Start of DATA TO PROCESS

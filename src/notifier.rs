use async_trait::async_trait;
use chrono::Local;
use lettre::message::{MultiPart, SinglePart, header};
use lettre::transport::smtp::authentication::Credentials;
use lettre::{AsyncSmtpTransport, AsyncTransport, Message, Tokio1Executor};
use tracing::{error, info};

use crate::config::EmailConfig;
use crate::models::Posting;
use crate::utils::error::Result;
use crate::utils::text::{escape_html, truncate_chars};

/// Description characters shown per posting in the digest.
const DISPLAY_DESCRIPTION_CHARS: usize = 300;

/// Delivers one digest of new postings per run.
#[async_trait]
pub trait Notifier: Send + Sync {
    async fn send_digest(&self, postings: &[Posting]);
}

/// SMTP notifier: one multipart/alternative message over STARTTLS with
/// password authentication.
pub struct EmailNotifier {
    config: EmailConfig,
}

impl EmailNotifier {
    pub fn new(config: EmailConfig) -> Self {
        Self { config }
    }

    fn format_subject(&self, count: usize) -> String {
        format!(
            "TAMU Job Alert - {} New Job(s) ({})",
            count,
            Local::now().format("%Y-%m-%d")
        )
    }

    fn format_html_body(&self, postings: &[Posting]) -> String {
        let mut html = String::new();
        html.push_str("<html><body><h2>🐢 TAMU Wildlife Job Alert</h2>\n<ul>\n");

        for posting in postings {
            html.push_str(&format!(
                "<li>\n\
                 <strong>{}</strong><br/>\n\
                 <a href=\"{}\" target=\"_blank\">View Posting</a><br/>\n\
                 <em>Keywords: {}</em><br/>\n\
                 <p>{}...</p>\n\
                 </li><br/>\n",
                escape_html(&posting.title),
                posting.url,
                posting.matching_keywords.join(", "),
                escape_html(&truncate_chars(&posting.description, DISPLAY_DESCRIPTION_CHARS)),
            ));
        }

        html.push_str("</ul></body></html>");
        html
    }

    fn format_text_body(&self, postings: &[Posting]) -> String {
        let mut text = String::new();
        for posting in postings {
            text.push_str(&format!("{}\n", posting.title));
            text.push_str(&format!("{}\n", posting.url));
            text.push_str(&format!(
                "Keywords: {}\n",
                posting.matching_keywords.join(", ")
            ));
            text.push_str(&format!(
                "{}...\n\n",
                truncate_chars(&posting.description, DISPLAY_DESCRIPTION_CHARS)
            ));
        }
        text
    }

    async fn try_send(&self, postings: &[Posting]) -> Result<()> {
        let email = Message::builder()
            .from(self.config.from_email.parse()?)
            .to(self.config.to_email.parse()?)
            .subject(self.format_subject(postings.len()))
            .multipart(
                MultiPart::alternative()
                    .singlepart(
                        SinglePart::builder()
                            .header(header::ContentType::TEXT_PLAIN)
                            .body(self.format_text_body(postings)),
                    )
                    .singlepart(
                        SinglePart::builder()
                            .header(header::ContentType::TEXT_HTML)
                            .body(self.format_html_body(postings)),
                    ),
            )?;

        let credentials = Credentials::new(
            self.config.from_email.clone(),
            self.config.password.clone(),
        );

        info!("connecting to email server...");
        let mailer =
            AsyncSmtpTransport::<Tokio1Executor>::starttls_relay(&self.config.smtp_server)?
                .port(self.config.smtp_port)
                .credentials(credentials)
                .build();

        mailer.send(email).await?;
        Ok(())
    }
}

#[async_trait]
impl Notifier for EmailNotifier {
    /// Empty input is a no-op. A transport failure is logged and swallowed so
    /// the caller still records the attempted postings as sent.
    async fn send_digest(&self, postings: &[Posting]) {
        if postings.is_empty() {
            info!("no new jobs to send");
            return;
        }

        match self.try_send(postings).await {
            Ok(()) => info!("email sent with {} posting(s)", postings.len()),
            Err(e) => error!("failed to send email: {}", e),
        }
    }
}

#[cfg(test)]
mod tests {
    use super::*;
    use crate::config::{DEFAULT_SMTP_PORT, DEFAULT_SMTP_SERVER};

    fn notifier() -> EmailNotifier {
        EmailNotifier::new(EmailConfig {
            from_email: "alerts@example.com".to_string(),
            password: "app-password".to_string(),
            to_email: "me@example.com".to_string(),
            smtp_server: DEFAULT_SMTP_SERVER.to_string(),
            smtp_port: DEFAULT_SMTP_PORT,
        })
    }

    fn posting() -> Posting {
        Posting {
            id: "abc".to_string(),
            title: "Wildlife Biologist - Sea Turtle Program <field crew>".to_string(),
            url: "https://jobs.rwfm.tamu.edu/jobs/123".to_string(),
            description: "d".repeat(1000),
            scraped_date: "2026-08-06 09:00:00".to_string(),
            matching_keywords: vec!["turtle".to_string(), "island".to_string()],
        }
    }

    #[test]
    fn test_subject_counts_postings() {
        let subject = notifier().format_subject(3);
        assert!(subject.starts_with("TAMU Job Alert - 3 New Job(s) ("));
    }

    #[test]
    fn test_html_body_escapes_and_links() {
        let html = notifier().format_html_body(&[posting()]);

        assert!(html.contains("Sea Turtle Program &lt;field crew&gt;"));
        assert!(html.contains(r#"<a href="https://jobs.rwfm.tamu.edu/jobs/123" target="_blank">"#));
        assert!(html.contains("Keywords: turtle, island"));
        assert!(!html.contains("<field crew>"));
    }

    #[test]
    fn test_html_body_truncates_description_for_display() {
        let html = notifier().format_html_body(&[posting()]);
        let shown = "d".repeat(300);
        assert!(html.contains(&format!("<p>{}...</p>", shown)));
        assert!(!html.contains(&"d".repeat(301)));
    }

    #[test]
    fn test_text_body_lists_every_posting() {
        let mut second = posting();
        second.title = "Herpetology Crew Lead".to_string();

        let text = notifier().format_text_body(&[posting(), second]);
        assert!(text.contains("Wildlife Biologist"));
        assert!(text.contains("Herpetology Crew Lead"));
        assert!(text.contains("Keywords: turtle, island"));
    }
}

End of DATA TO PROCESS

### WORK TO COMPLETE
When you reach this point, go back and write out each record above exactly.

### TASK ANSWER
filename src/notifier.rs
use async_trait::async_trait;
use chrono::Local;
use lettre::message::{MultiPart, SinglePart, header};
use lettre::transport::smtp::authentication::Credentials;
use lettre::{AsyncSmtpTransport, AsyncTransport, Message, Tokio1Executor};
use tracing::{error, info};

use crate::config::EmailConfig;
use crate::models::Posting;
use crate::utils::error::Result;
use crate::utils::text::{escape_html, truncate_chars};

/// Description characters shown per posting in the digest.
const DISPLAY_DESCRIPTION_CHARS: usize = 300;

/// Delivers one digest of new postings per run.
#[async_trait]
pub trait Notifier: Send + Sync {
    async fn send_digest(&self, postings: &[Posting]);
}

/// SMTP notifier: one multipart/alternative message over STARTTLS with
/// password authentication.
pub struct EmailNotifier {
    config: EmailConfig,
}

impl EmailNotifier {
    pub fn new(config: EmailConfig) -> Self {
        Self { config }
    }

    fn format_subject(&self, count: usize) -> String {
        format!(
            "TAMU Job Alert - {} New Job(s) ({})",
            count,
            Local::now().format("%Y-%m-%d")
        )
    }

    fn format_html_body(&self, postings: &[Posting]) -> String {
        let mut html = String::new();
        html.push_str("<html><body><h2>🐢 TAMU Wildlife Job Alert</h2>\n<ul>\n");

        for posting in postings {
            html.push_str(&format!(
                "<li>\n\
                 <strong>{}</strong><br/>\n\
                 <a href=\"{}\" target=\"_blank\">View Posting</a><br/>\n\
                 <em>Keywords: {}</em><br/>\n\
                 <p>{}...</p>\n\
                 </li><br/>\n",
                escape_html(&posting.title),
                posting.url,
                posting.matching_keywords.join(", "),
                escape_html(&truncate_chars(&posting.description, DISPLAY_DESCRIPTION_CHARS)),
            ));
        }

        html.push_str("</ul></body></html>");
        html
    }

    fn format_text_body(&self, postings: &[Posting]) -> String {
        let mut text = String::new();
        for posting in postings {
            text.push_str(&format!("{}\n", posting.title));
            text.push_str(&format!("{}\n", posting.url));
            text.push_str(&format!(
                "Keywords: {}\n",
                posting.matching_keywords.join(", ")
            ));
            text.push_str(&format!(
                "{}...\n\n",
                truncate_chars(&posting.description, DISPLAY_DESCRIPTION_CHARS)
            ));
        }
        text
    }

    async fn try_send(&self, postings: &[Posting]) -> Result<()> {
        let email = Message::builder()
            .from(self.config.from_email.parse()?)
            .to(self.config.to_email.parse()?)
            .subject(self.format_subject(postings.len()))
            .multipart(
                MultiPart::alternative()
                    .singlepart(
                        SinglePart::builder()
                            .header(header::ContentType::TEXT_PLAIN)
                            .body(self.format_text_body(postings)),
                    )
                    .singlepart(
                        SinglePart::builder()
                            .header(header::ContentType::TEXT_HTML)
                            .body(self.format_html_body(postings)),
                    ),
            )?;

        let credentials = Credentials::new(
            self.config.from_email.clone(),
            self.config.password.clone(),
        );

        info!("connecting to email server...");
        let mailer =
            AsyncSmtpTransport::<Tokio1Executor>::starttls_relay(&self.config.smtp_server)?
                .port(self.config.smtp_port)
                .credentials(credentials)
                .build();

        mailer.send(email).await?;
        Ok(())
    }
}

#[async_trait]
impl Notifier for EmailNotifier {
    /// Empty input is a no-op. A transport failure is logged and swallowed so
    /// the caller still records the attempted postings as sent.
    async fn send_digest(&self, postings: &[Posting]) {
        if postings.is_empty() {
            info!("no new jobs to send");
            return;
        }

        match self.try_send(postings).await {
            Ok(()) => info!("email sent with {} posting(s)", postings.len()),
            Err(e) => error!("failed to send email: {}", e),
        }
    }
}

#[cfg(test)]
mod tests {
    use super::*;
    use crate::config::{DEFAULT_SMTP_PORT, DEFAULT_SMTP_SERVER};

    fn notifier() -> EmailNotifier {
        EmailNotifier::new(EmailConfig {
            from_email: "alerts@example.com".to_string(),
            password: "app-password".to_string(),
            to_email: "me@example.com".to_string(),
            smtp_server: DEFAULT_SMTP_SERVER.to_string(),
            smtp_port: DEFAULT_SMTP_PORT,
        })
    }

    fn posting() -> Posting {
        Posting {
            id: "abc".to_string(),
            title: "Wildlife Biologist - Sea Turtle Program <field crew>".to_string(),
            url: "https://jobs.rwfm.tamu.edu/jobs/123".to_string(),
            description: "d".repeat(1000),
            scraped_date: "2026-08-06 09:00:00".to_string(),
            matching_keywords: vec!["turtle".to_string(), "island".to_string()],
        }
    }

    #[test]
    fn test_subject_counts_postings() {
        let subject = notifier().format_subject(3);
        assert!(subject.starts_with("TAMU Job Alert - 3 New Job(s) ("));
    }

    #[test]
    fn test_html_body_escapes_and_links() {
        let html = notifier().format_html_body(&[posting()]);

        assert!(html.contains("Sea Turtle Program &lt;field crew&gt;"));
        assert!(html.contains(r#"<a href="https://jobs.rwfm.tamu.edu/jobs/123" target="_blank">"#));
        assert!(html.contains("Keywords: turtle, island"));
        assert!(!html.contains("<field crew>"));
    }

    #[test]
    fn test_html_body_truncates_description_for_display() {
        let html = notifier().format_html_body(&[posting()]);
        let shown = "d".repeat(300);
        assert!(html.contains(&format!("<p>{}...</p>", shown)));
        assert!(!html.contains(&"d".repeat(301)));
    }

    #[test]
    fn test_text_body_lists_every_posting() {
        let mut second = posting();
        second.title = "Herpetology Crew Lead".to_string();

        let text = notifier().format_text_body(&[posting(), second]);
        assert!(text.contains("Wildlife Biologist"));
        assert!(text.contains("Herpetology Crew Lead"));
        assert!(text.contains("Keywords: turtle, island"));
    }
}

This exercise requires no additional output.